• What is expected
Which lines below mention "NodeKind"? Pick each one out.

• Data under study
//! Runtime values produced by expression evaluation and bound to template variables.

use crate::error::ExprError;
use indexmap::IndexMap;
use std::fmt;
use std::sync::Arc;
use xtemplate_dom::{NodeKind, NodeRef};

/// A dynamically typed value.
///
/// Arrays and maps are shared behind `Arc` so that cloning a value out of a scope
/// is cheap. `Element` wraps a node of a loaded document and exposes the
/// `tagName`, `elems`, `attrs` and `text` properties to expressions.
#[derive(Debug, Clone, PartialEq, Default)]
pub enum Value {
    #[default]
    Null,
    Bool(bool),
    Int(i64),
    Float(f64),
    String(String),
    Array(Arc<Vec<Value>>),
    Map(Arc<IndexMap<String, Value>>),
    Element(NodeRef),
}

impl Value {
    pub fn array(items: Vec<Value>) -> Self {
        Value::Array(Arc::new(items))
    }

    pub fn map(entries: IndexMap<String, Value>) -> Self {
        Value::Map(Arc::new(entries))
    }

    pub fn type_name(&self) -> &'static str {
        match self {
            Value::Null => "null",
            Value::Bool(_) => "boolean",
            Value::Int(_) => "integer",
            Value::Float(_) => "float",
            Value::String(_) => "string",
            Value::Array(_) => "array",
            Value::Map(_) => "map",
            Value::Element(_) => "element",
        }
    }

    pub fn is_null(&self) -> bool {
        matches!(self, Value::Null)
    }

    /// True only for `Float`; numeric strings don't count, whatever they contain.
    pub fn is_floating(&self) -> bool {
        matches!(self, Value::Float(_))
    }

    /// EL `empty` semantics.
    pub fn is_empty(&self) -> bool {
        match self {
            Value::Null => true,
            Value::String(s) => s.is_empty(),
            Value::Array(a) => a.is_empty(),
            Value::Map(m) => m.is_empty(),
            _ => false,
        }
    }

    pub fn as_boolean(&self) -> Result<bool, ExprError> {
        match self {
            Value::Null => Ok(false),
            Value::Bool(b) => Ok(*b),
            Value::String(s) if s.is_empty() => Ok(false),
            Value::String(s) if s.eq_ignore_ascii_case("true") => Ok(true),
            Value::String(s) if s.eq_ignore_ascii_case("false") => Ok(false),
            other => Err(ExprError::Coercion {
                from: other.type_name(),
                to: "boolean",
            }),
        }
    }

    pub fn as_int(&self) -> Result<i64, ExprError> {
        let err = || ExprError::Coercion {
            from: self.type_name(),
            to: "integer",
        };
        match self {
            Value::Null => Ok(0),
            Value::Int(i) => Ok(*i),
            Value::Float(f) => float_to_int(*f).ok_or_else(err),
            Value::String(s) => match parse_number(s) {
                Some(Value::Int(i)) => Ok(i),
                Some(Value::Float(f)) => float_to_int(f).ok_or_else(err),
                _ => Err(err()),
            },
            _ => Err(err()),
        }
    }

    pub fn as_double(&self) -> Result<f64, ExprError> {
        match self {
            Value::Null => Ok(0.0),
            Value::Int(i) => Ok(*i as f64),
            Value::Float(f) => Ok(*f),
            Value::String(s) => match parse_number(s) {
                Some(Value::Int(i)) => Ok(i as f64),
                Some(Value::Float(f)) => Ok(f),
                _ => Err(ExprError::Coercion {
                    from: "string",
                    to: "float",
                }),
            },
            other => Err(ExprError::Coercion {
                from: other.type_name(),
                to: "float",
            }),
        }
    }

    /// Numeric view of the value: `Int` and `Float` pass through, `Null` is zero and
    /// numeric strings are parsed. Anything else is `None`.
    pub fn to_number(&self) -> Option<Value> {
        match self {
            Value::Null => Some(Value::Int(0)),
            Value::Int(_) | Value::Float(_) => Some(self.clone()),
            Value::String(s) => parse_number(s),
            _ => None,
        }
    }

    /// Items yielded when the value is used as a `<for collection=...>` source.
    /// Maps yield their values. `None` means the value can't be iterated.
    pub fn iterate(&self) -> Option<Vec<Value>> {
        match self {
            Value::Null => Some(Vec::new()),
            Value::Array(items) => Some(items.as_ref().clone()),
            Value::Map(entries) => Some(entries.values().cloned().collect()),
            _ => None,
        }
    }

    /// Looks up a named property of a map or element.
    pub fn property(&self, name: &str) -> Result<Value, ExprError> {
        match self {
            Value::Null => Ok(Value::Null),
            Value::Map(entries) => Ok(entries.get(name).cloned().unwrap_or_default()),
            Value::Element(node) => Ok(element_property(node, name)),
            other => Err(ExprError::Type(format!(
                "Can't access property '{}' of {}",
                name,
                other.type_name()
            ))),
        }
    }
}

fn float_to_int(f: f64) -> Option<i64> {
    (f.is_finite() && f.fract() == 0.0 && f.abs() < i64::MAX as f64).then_some(f as i64)
}

/// Parses a string as a number, preferring an integer.
pub(crate) fn parse_number(s: &str) -> Option<Value> {
    let s = s.trim();
    if s.is_empty() {
        return None;
    }
    if let Ok(i) = s.parse::<i64>() {
        return Some(Value::Int(i));
    }
    s.parse::<f64>()
        .ok()
        .filter(|f| f.is_finite())
        .map(Value::Float)
}

fn element_property(node: &NodeRef, name: &str) -> Value {
    match name {
        "tagName" => node
            .tag_name()
            .map(|t| Value::String(t.to_string()))
            .unwrap_or_default(),
        "elems" => Value::array(node.child_elements().map(Value::Element).collect()),
        "attrs" => Value::map(
            node.attributes()
                .iter()
                .filter(|a| !a.is_namespace_declaration())
                .map(|a| (a.name.clone(), Value::String(a.value.clone())))
                .collect(),
        ),
        "text" => Value::String(node.text_content()),
        _ => Value::Null,
    }
}

fn format_float(f: f64) -> String {
    if f.is_finite() && f.fract() == 0.0 && f.abs() < 1e15 {
        format!("{:.1}", f)
    } else if f.is_nan() {
        "NaN".to_string()
    } else if f.is_infinite() {
        let sign = if f > 0.0 { "" } else { "-" };
        format!("{}Infinity", sign)
    } else {
        f.to_string()
    }
}

impl fmt::Display for Value {
    fn fmt(&self, f: &mut fmt::Formatter<'_>) -> fmt::Result {
        match self {
            Value::Null => Ok(()),
            Value::Bool(b) => write!(f, "{}", b),
            Value::Int(i) => write!(f, "{}", i),
            Value::Float(x) => f.write_str(&format_float(*x)),
            Value::String(s) => f.write_str(s),
            Value::Array(items) => {
                f.write_str("[")?;
                for (i, item) in items.iter().enumerate() {
                    if i > 0 {
                        f.write_str(", ")?;
                    }
                    write!(f, "{}", item)?;
                }
                f.write_str("]")
            }
            Value::Map(entries) => {
                f.write_str("{")?;
                for (i, (k, v)) in entries.iter().enumerate() {
                    if i > 0 {
                        f.write_str(", ")?;
                    }
                    write!(f, "{}={}", k, v)?;
                }
                f.write_str("}")
            }
            Value::Element(node) => match node.kind() {
                NodeKind::Element(_) => f.write_str(&node.text_content()),
                _ => f.write_str(node.text().unwrap_or_default()),
            },
        }
    }
}

impl From<bool> for Value {
    fn from(b: bool) -> Self {
        Value::Bool(b)
    }
}

impl From<i64> for Value {
    fn from(i: i64) -> Self {
        Value::Int(i)
    }
}

impl From<i32> for Value {
    fn from(i: i32) -> Self {
        Value::Int(i64::from(i))
    }
}

impl From<f64> for Value {
    fn from(f: f64) -> Self {
        Value::Float(f)
    }
}

impl From<&str> for Value {
    fn from(s: &str) -> Self {
        Value::String(s.to_string())
    }
}

impl From<String> for Value {
    fn from(s: String) -> Self {
        Value::String(s)
    }
}

impl From<NodeRef> for Value {
    fn from(node: NodeRef) -> Self {
        Value::Element(node)
    }
}

impl From<Vec<Value>> for Value {
    fn from(items: Vec<Value>) -> Self {
        Value::array(items)
    }
}

impl From<IndexMap<String, Value>> for Value {
    fn from(entries: IndexMap<String, Value>) -> Self {
        Value::map(entries)
    }
}

impl<T: Into<Value>> From<Option<T>> for Value {
    fn from(v: Option<T>) -> Self {
        v.map(Into::into).unwrap_or_default()
    }
}

#[cfg(test)]
mod tests {
    use super::*;
    use xtemplate_dom::Document;

    #[test]
    fn test_display() {
        assert_eq!(Value::Null.to_string(), "");
        assert_eq!(Value::Int(42).to_string(), "42");
        assert_eq!(Value::Float(2.0).to_string(), "2.0");
        assert_eq!(Value::Float(0.5).to_string(), "0.5");
        assert_eq!(
            Value::array(vec![Value::Int(1), Value::from("a")]).to_string(),
            "[1, a]"
        );
    }

    #[test]
    fn test_boolean_coercion() {
        assert!(!Value::Null.as_boolean().unwrap());
        assert!(Value::from("TRUE").as_boolean().unwrap());
        assert!(!Value::from("").as_boolean().unwrap());
        assert!(Value::Int(1).as_boolean().is_err());
    }

    #[test]
    fn test_numeric_coercion() {
        assert_eq!(Value::from(" 12 ").as_int().unwrap(), 12);
        assert_eq!(Value::Float(3.0).as_int().unwrap(), 3);
        assert!(Value::Float(3.5).as_int().is_err());
        assert_eq!(Value::from("2.5").as_double().unwrap(), 2.5);
        assert!(Value::from("abc").as_double().is_err());
        assert!(Value::Float(2.0).is_floating());
        assert!(!Value::from("2.5").is_floating());
        assert!(!Value::Int(2).is_floating());
    }

    #[test]
    fn test_element_properties() {
        let doc = Document::parse(r#"<row a="1" b="2"><x>one</x><y>two</y></row>"#).unwrap();
        let row = Value::Element(doc.document_element().unwrap());
        assert_eq!(row.property("tagName").unwrap(), Value::from("row"));
        assert_eq!(row.property("text").unwrap(), Value::from("onetwo"));
        match row.property("elems").unwrap() {
            Value::Array(items) => assert_eq!(items.len(), 2),
            other => panic!("expected array, got {:?}", other),
        }
        let attrs = row.property("attrs").unwrap();
        assert_eq!(attrs.property("b").unwrap(), Value::from("2"));
        assert_eq!(row.property("missing").unwrap(), Value::Null);
    }

    #[test]
    fn test_iterate() {
        let mut m = IndexMap::new();
        m.insert("k1".to_string(), Value::Int(1));
        m.insert("k2".to_string(), Value::Int(2));
        assert_eq!(
            Value::map(m).iterate().unwrap(),
            vec![Value::Int(1), Value::Int(2)]
        );
        assert_eq!(Value::Null.iterate().unwrap(), Vec::<Value>::new());
        assert!(Value::Int(3).iterate().is_none());
    }
}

• Solution to this task
use xtemplate_dom::{NodeKind, NodeRef};
                NodeKind::Element(_) => f.write_str(&node.text_content()),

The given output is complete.